## Provided information
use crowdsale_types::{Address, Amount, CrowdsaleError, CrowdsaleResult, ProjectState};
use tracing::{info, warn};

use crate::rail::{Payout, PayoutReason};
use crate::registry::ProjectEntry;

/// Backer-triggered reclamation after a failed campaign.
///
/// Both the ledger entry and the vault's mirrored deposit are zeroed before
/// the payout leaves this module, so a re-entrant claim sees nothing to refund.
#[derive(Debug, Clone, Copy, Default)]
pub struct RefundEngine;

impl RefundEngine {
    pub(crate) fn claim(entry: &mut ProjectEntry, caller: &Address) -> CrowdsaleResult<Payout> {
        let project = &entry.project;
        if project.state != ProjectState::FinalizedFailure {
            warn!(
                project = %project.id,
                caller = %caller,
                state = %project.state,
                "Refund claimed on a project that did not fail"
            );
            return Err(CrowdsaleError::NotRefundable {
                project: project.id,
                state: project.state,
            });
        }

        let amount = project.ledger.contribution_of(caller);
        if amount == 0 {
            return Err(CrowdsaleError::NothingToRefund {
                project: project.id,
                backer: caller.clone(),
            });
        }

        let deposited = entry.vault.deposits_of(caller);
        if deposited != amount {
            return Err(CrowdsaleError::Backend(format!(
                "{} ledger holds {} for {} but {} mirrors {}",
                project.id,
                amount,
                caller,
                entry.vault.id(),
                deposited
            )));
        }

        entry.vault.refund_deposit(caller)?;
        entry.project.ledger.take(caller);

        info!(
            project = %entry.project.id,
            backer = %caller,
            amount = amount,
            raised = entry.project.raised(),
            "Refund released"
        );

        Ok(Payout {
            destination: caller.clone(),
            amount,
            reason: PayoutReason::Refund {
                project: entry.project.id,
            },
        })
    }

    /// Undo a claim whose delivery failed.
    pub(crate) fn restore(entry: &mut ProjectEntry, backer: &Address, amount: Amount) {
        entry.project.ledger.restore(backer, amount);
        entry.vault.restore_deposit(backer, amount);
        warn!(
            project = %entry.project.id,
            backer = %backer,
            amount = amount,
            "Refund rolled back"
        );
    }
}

==

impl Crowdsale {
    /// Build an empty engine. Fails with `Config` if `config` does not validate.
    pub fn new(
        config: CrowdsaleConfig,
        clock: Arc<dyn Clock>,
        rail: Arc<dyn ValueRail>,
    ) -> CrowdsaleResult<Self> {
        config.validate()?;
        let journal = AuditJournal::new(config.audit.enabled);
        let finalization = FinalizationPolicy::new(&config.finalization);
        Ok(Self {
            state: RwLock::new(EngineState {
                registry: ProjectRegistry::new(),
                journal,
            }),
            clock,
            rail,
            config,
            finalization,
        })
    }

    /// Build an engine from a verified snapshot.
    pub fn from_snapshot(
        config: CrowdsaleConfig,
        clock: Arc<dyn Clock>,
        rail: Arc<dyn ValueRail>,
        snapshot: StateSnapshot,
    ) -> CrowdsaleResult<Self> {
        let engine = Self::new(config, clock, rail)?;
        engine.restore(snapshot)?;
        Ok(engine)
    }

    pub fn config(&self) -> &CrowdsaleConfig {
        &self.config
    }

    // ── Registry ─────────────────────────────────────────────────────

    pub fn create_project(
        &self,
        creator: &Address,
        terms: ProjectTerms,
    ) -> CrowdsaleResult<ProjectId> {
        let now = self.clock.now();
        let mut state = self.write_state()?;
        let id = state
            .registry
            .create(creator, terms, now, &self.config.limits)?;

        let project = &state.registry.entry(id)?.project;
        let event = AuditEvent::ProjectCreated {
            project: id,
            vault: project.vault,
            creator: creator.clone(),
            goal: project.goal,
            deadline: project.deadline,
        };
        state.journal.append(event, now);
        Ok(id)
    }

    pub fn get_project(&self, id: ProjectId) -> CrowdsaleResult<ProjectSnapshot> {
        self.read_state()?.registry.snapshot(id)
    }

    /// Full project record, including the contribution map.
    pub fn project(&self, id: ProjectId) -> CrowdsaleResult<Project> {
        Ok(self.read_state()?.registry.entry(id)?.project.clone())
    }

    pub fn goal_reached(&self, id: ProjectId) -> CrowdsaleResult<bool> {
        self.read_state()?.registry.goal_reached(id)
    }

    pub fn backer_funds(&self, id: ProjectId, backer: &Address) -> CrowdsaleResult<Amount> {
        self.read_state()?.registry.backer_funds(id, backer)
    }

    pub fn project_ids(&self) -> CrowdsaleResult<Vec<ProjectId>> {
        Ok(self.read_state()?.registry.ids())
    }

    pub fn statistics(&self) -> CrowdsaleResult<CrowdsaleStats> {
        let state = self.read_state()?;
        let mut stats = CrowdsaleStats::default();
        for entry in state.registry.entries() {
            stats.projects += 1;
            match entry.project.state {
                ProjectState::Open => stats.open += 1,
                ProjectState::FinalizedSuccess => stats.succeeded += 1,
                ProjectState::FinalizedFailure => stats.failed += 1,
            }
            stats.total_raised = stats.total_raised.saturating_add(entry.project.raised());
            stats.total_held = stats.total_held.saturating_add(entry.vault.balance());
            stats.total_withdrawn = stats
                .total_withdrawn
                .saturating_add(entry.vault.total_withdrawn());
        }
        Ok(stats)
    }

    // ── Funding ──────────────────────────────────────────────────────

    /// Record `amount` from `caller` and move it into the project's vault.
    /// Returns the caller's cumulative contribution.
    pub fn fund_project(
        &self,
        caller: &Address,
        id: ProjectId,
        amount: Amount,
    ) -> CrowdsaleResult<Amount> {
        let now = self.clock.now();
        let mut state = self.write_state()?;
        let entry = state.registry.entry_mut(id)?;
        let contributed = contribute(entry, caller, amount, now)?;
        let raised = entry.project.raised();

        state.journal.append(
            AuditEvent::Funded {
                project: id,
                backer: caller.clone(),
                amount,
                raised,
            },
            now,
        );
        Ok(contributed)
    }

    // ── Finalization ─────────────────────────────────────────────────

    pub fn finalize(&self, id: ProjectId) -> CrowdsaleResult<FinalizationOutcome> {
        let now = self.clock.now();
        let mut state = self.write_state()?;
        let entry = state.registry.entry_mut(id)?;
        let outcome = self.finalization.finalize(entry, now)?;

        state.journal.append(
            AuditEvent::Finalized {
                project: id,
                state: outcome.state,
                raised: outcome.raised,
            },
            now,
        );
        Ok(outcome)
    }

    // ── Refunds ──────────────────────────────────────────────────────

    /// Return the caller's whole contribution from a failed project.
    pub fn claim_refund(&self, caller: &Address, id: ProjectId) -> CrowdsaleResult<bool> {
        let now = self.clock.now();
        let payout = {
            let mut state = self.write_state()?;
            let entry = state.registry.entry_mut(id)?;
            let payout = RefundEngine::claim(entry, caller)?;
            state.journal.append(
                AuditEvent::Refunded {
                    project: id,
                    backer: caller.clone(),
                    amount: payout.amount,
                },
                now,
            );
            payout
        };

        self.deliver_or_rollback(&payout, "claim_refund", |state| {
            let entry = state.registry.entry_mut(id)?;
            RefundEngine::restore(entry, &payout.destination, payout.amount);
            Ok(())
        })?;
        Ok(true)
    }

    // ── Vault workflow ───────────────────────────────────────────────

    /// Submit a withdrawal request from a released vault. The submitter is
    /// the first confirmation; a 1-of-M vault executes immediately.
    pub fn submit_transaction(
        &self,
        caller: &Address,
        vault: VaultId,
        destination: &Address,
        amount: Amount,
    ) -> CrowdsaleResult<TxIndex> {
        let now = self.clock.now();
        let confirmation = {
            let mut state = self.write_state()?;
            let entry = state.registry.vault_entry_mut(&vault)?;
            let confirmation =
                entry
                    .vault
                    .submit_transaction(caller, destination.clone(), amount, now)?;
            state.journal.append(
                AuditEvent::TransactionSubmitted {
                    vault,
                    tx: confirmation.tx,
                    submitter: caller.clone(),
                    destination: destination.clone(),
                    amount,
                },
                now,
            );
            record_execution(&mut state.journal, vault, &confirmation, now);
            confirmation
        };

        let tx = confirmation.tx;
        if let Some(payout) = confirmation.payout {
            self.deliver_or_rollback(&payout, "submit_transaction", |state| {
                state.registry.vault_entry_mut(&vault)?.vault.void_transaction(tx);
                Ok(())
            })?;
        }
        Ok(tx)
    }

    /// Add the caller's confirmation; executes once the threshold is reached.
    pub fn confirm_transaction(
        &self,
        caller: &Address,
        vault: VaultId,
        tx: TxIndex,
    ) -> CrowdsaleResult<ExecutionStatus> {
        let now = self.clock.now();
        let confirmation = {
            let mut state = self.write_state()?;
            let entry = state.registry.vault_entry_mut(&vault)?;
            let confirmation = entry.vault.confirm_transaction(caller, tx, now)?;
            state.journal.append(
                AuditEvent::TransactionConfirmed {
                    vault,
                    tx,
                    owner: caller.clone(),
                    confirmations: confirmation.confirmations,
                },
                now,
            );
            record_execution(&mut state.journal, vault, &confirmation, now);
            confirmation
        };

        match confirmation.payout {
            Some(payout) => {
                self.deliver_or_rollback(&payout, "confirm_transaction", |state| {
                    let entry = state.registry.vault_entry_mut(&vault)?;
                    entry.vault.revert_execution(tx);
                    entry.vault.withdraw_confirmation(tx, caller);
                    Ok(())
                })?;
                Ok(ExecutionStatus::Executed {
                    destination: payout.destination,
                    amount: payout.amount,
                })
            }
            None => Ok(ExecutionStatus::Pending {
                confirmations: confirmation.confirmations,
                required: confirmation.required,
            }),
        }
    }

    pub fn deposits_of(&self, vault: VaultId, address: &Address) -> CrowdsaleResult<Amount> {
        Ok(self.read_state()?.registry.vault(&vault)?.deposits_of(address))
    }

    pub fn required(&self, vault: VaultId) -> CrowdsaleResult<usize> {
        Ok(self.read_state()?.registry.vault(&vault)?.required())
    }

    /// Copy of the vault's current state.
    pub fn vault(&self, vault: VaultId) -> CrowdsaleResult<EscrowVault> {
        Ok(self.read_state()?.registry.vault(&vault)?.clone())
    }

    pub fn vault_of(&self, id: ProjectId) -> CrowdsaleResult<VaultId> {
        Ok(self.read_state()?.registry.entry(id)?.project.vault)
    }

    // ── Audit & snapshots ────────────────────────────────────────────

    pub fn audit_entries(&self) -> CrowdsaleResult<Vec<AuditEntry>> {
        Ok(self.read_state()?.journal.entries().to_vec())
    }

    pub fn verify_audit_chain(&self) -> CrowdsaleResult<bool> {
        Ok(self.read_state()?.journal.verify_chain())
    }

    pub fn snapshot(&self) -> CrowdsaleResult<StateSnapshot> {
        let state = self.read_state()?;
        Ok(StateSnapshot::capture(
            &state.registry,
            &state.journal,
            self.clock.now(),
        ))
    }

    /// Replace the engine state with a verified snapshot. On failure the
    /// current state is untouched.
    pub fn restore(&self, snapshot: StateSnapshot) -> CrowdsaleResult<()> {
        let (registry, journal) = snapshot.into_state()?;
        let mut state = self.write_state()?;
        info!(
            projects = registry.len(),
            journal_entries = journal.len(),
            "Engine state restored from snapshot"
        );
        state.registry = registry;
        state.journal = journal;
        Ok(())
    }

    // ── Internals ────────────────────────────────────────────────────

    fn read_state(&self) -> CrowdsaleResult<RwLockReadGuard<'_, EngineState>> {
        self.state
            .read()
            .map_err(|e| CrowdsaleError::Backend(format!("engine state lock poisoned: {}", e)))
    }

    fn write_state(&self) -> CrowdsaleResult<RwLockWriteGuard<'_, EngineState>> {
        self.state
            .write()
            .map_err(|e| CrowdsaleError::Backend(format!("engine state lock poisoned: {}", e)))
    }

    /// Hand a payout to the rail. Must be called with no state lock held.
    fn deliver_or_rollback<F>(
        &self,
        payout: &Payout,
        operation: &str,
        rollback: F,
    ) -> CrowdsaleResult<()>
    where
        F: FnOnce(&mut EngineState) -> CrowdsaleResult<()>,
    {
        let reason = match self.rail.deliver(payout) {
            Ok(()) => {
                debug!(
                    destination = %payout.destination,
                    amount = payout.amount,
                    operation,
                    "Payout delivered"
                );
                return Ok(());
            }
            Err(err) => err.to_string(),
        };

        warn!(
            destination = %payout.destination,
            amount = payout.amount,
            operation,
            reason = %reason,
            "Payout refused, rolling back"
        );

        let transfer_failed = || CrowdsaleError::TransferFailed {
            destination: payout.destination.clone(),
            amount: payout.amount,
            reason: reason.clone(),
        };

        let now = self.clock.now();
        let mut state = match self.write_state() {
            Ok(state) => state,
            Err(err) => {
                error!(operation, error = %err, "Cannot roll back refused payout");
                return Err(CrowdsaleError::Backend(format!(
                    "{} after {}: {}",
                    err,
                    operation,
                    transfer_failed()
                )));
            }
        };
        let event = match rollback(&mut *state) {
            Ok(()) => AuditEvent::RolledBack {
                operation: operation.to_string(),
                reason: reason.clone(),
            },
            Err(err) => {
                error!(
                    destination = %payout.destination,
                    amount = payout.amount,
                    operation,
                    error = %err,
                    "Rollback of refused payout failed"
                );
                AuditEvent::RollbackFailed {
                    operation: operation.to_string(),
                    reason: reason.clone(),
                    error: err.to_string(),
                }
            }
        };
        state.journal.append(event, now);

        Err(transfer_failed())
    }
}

## Directions
Wherever the word "EngineState" appears in the entries above, copy that whole line.

## Task response
            state: RwLock::new(EngineState {
    fn read_state(&self) -> CrowdsaleResult<RwLockReadGuard<'_, EngineState>> {
    fn write_state(&self) -> CrowdsaleResult<RwLockWriteGuard<'_, EngineState>> {
        F: FnOnce(&mut EngineState) -> CrowdsaleResult<()>,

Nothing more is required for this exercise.